Amadeo Roldán y Gardes (Paris, 12 June 1900 - Havana, 7 March 1939) was a Cuban composer and violinist. Roldán was born in Paris to a Cuban mulatta and a Spanish father. It was his mother, the pianist Albertina Gardes, who initiated her children to music (his sister María Teresa was a mezzo-soprano and his brother Alberto a cellist).

Roldán came to Cuba in 1919 after studying music theory and violin at the Madrid Conservatory, graduating in 1916. He became the concertmaster (leader of the first-violin section) of the new Orquesta Sinfónica de la Habana in 1922. In the mid-1920s he was appointed concertmaster of the Orquesta Filarmónica of Havana (he would assume the position of conductor in 1932) and founded the Havana String Quartet.

During this period, Roldán, one of the leaders of the Afrocubanismo movement, wrote the first symphonic pieces to incorporate Afro-Cuban percussion instruments. Roldán's best-known composition is the 1928 ballet La Rebambaramba, described by a critic of the era as "a multicolored musicorama ... depicting an Afro-Cuban fiesta in a gorgeous display of Caribbean melorhythms, with the participation of a multifarious fauna of native percussion effects, including a polydental glissando on the jawbone of an ass."

Roldán's compositions included Overture on Cuban Themes (1925), three little poems: (Oriente, Pregón, Fiesta negra: 1926), and two ballets: La Rebambaramba (a ballet colonial in two parts: 1928) and El milagro de Anaquille (1929). There followed a series of Rítmicas (1930), Poema negra (1930) and Tres toques (march, rites, dance) (1931).
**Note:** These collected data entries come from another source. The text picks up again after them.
use std::time::Duration;

use axum::http::StatusCode;
use pull_worker::notify::{
    Channel, CompletionEvent, DiscordClient, NotificationDispatcher, NotifyError,
};
use pull_worker::queue::{Webhook, DEFAULT_NOTIFICATION_CONFIG_KEY};
use test_harness::{create_webhook, discord_config, temp_queue, CaptureServer};

#[tokio::test]
async fn test_discord_client_posts_embed() {
    let capture = CaptureServer::start(StatusCode::NO_CONTENT).await;
    let client = DiscordClient::new(capture.url.clone(), reqwest::Client::new());

    let event = CompletionEvent::success("what time is it", "noon", Duration::from_millis(2500));
    client.send(&event).await.unwrap();

    let received = capture.received();
    assert_eq!(received.len(), 1);
    let embed = &received[0]["embeds"][0];
    assert_eq!(embed["description"], "noon");
    assert_eq!(embed["fields"][0]["name"], "Prompt");
    assert_eq!(embed["fields"][0]["value"], "what time is it");
    assert_eq!(embed["fields"][1]["name"], "Execution Time");
    assert_eq!(embed["fields"][1]["value"], "2.50s");
    assert_eq!(embed["fields"][2]["name"], "Status");
}

#[tokio::test]
async fn test_discord_client_truncates_long_text() {
    let capture = CaptureServer::start(StatusCode::NO_CONTENT).await;
    let channel = Channel::Discord(DiscordClient::new(
        capture.url.clone(),
        reqwest::Client::new(),
    ));

    let event = CompletionEvent::success("q".repeat(5000), "a".repeat(10_000), Duration::ZERO);
    channel.send(&event).await.unwrap();

    let embed = &capture.received()[0]["embeds"][0];
    let description = embed["description"].as_str().unwrap();
    let prompt = embed["fields"][0]["value"].as_str().unwrap();
    assert_eq!(description.chars().count(), 2048);
    assert!(description.ends_with("..."));
    assert_eq!(prompt.chars().count(), 1024);
}

#[tokio::test]
async fn test_discord_client_reports_error_status() {
    let capture = CaptureServer::start(StatusCode::BAD_REQUEST).await;
    let client = DiscordClient::new(capture.url.clone(), reqwest::Client::new());

    let event = CompletionEvent::failure("p", "boom", Duration::from_secs(1));
    let err = client.send(&event).await.unwrap_err();
    assert!(matches!(err, NotifyError::UnexpectedStatus(400)));
}

#[tokio::test]
async fn test_discord_client_unreachable_endpoint() {
    // Bind then drop to get a port nothing listens on.
    let listener = tokio::net::TcpListener::bind("127.0.0.1:0").await.unwrap();
    let addr = listener.local_addr().unwrap();
    drop(listener);

    let client = DiscordClient::new(format!("http://{addr}/hook"), reqwest::Client::new());
    let event = CompletionEvent::success("p", "r", Duration::ZERO);
    assert!(matches!(
        client.send(&event).await,
        Err(NotifyError::Http(_))
    ));
}

#[tokio::test]
async fn test_webhook_config_wins_over_global() {
    let (queue, _dir) = temp_queue().await;
    let own = CaptureServer::start(StatusCode::NO_CONTENT).await;
    let global = CaptureServer::start(StatusCode::NO_CONTENT).await;

    let mut webhook = Webhook::new("hook", "Hook");
    webhook.notification_config = Some(discord_config(&own.url));
    queue.save_webhook(&webhook).await.unwrap();
    queue
        .set_global_setting(DEFAULT_NOTIFICATION_CONFIG_KEY, &discord_config(&global.url))
        .await
        .unwrap();

    let dispatcher = NotificationDispatcher::new(queue.clone());
    dispatcher.dispatch("hook", CompletionEvent::success("p", "r", Duration::ZERO));
    assert!(dispatcher.drain(Duration::from_secs(5)).await);

    assert_eq!(own.received().len(), 1);
    assert!(global.received().is_empty());
}

#[tokio::test]
async fn test_no_config_means_no_channels() {
    let (queue, _dir) = temp_queue().await;
    create_webhook(&queue, "quiet").await;

    let dispatcher = NotificationDispatcher::new(queue.clone());
    assert!(dispatcher.resolve_channels("quiet").await.is_empty());

    dispatcher.dispatch("quiet", CompletionEvent::success("p", "r", Duration::ZERO));
    assert!(dispatcher.drain(Duration::from_secs(5)).await);
}

#[tokio::test]
async fn test_invalid_webhook_config_falls_back_to_global() {
    let (queue, _dir) = temp_queue().await;
    let global = CaptureServer::start(StatusCode::NO_CONTENT).await;

    let mut webhook = Webhook::new("hook", "Hook");
    webhook.notification_config = Some("{not json".to_string());
    queue.save_webhook(&webhook).await.unwrap();
    queue
        .set_global_setting(DEFAULT_NOTIFICATION_CONFIG_KEY, &discord_config(&global.url))
        .await
        .unwrap();

    let dispatcher = NotificationDispatcher::new(queue.clone());
    let channels = dispatcher.resolve_channels("hook").await;
    assert_eq!(channels.len(), 1);
    assert_eq!(channels[0].name(), "discord");
}

#[tokio::test]
async fn test_dispatch_does_not_block_caller() {
    let (queue, _dir) = temp_queue().await;
    let mut webhook = Webhook::new("hook", "Hook");
    // Non-routable address: the send hangs until the client gives up.
    webhook.notification_config = Some(discord_config("http://10.255.255.1:9/hook"));
    queue.save_webhook(&webhook).await.unwrap();

    let dispatcher = NotificationDispatcher::with_client(
        queue.clone(),
        reqwest::Client::builder()
            .timeout(Duration::from_millis(500))
            .build()
            .unwrap(),
    );

    let start = std::time::Instant::now();
    for _ in 0..10 {
        dispatcher.dispatch("hook", CompletionEvent::success("p", "r", Duration::ZERO));
    }
    assert!(start.elapsed() < Duration::from_millis(100));

    // Failures are swallowed; the tracker still drains once the client times out.
    assert!(dispatcher.drain(Duration::from_secs(5)).await);
}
The fifth and sixth of his Rítmicas, composed around the same time as Edgard Varèse's Ionisation, were among the first works in the Western classical music tradition scored for percussion ensemble alone. In Motivos de son (1934) he wrote eight pieces for voice and instruments based on the poet Nicolas Guillen's set of poems with the same title. His last composition was two Piezas infantiles for piano (1937). His work was regularly featured in concerts sponsored by the Pan-American Association of Composers, founded by Henry Cowell, including the inaugural, March 1929 performance in New York.

Roldán died at the peak of his creative powers at 38, of a disfiguring facial cancer (he had been an inveterate smoker). His career followed a similar path to Alejandro García Caturla, and the two men are considered to be pioneers of modern Cuban symphonic art.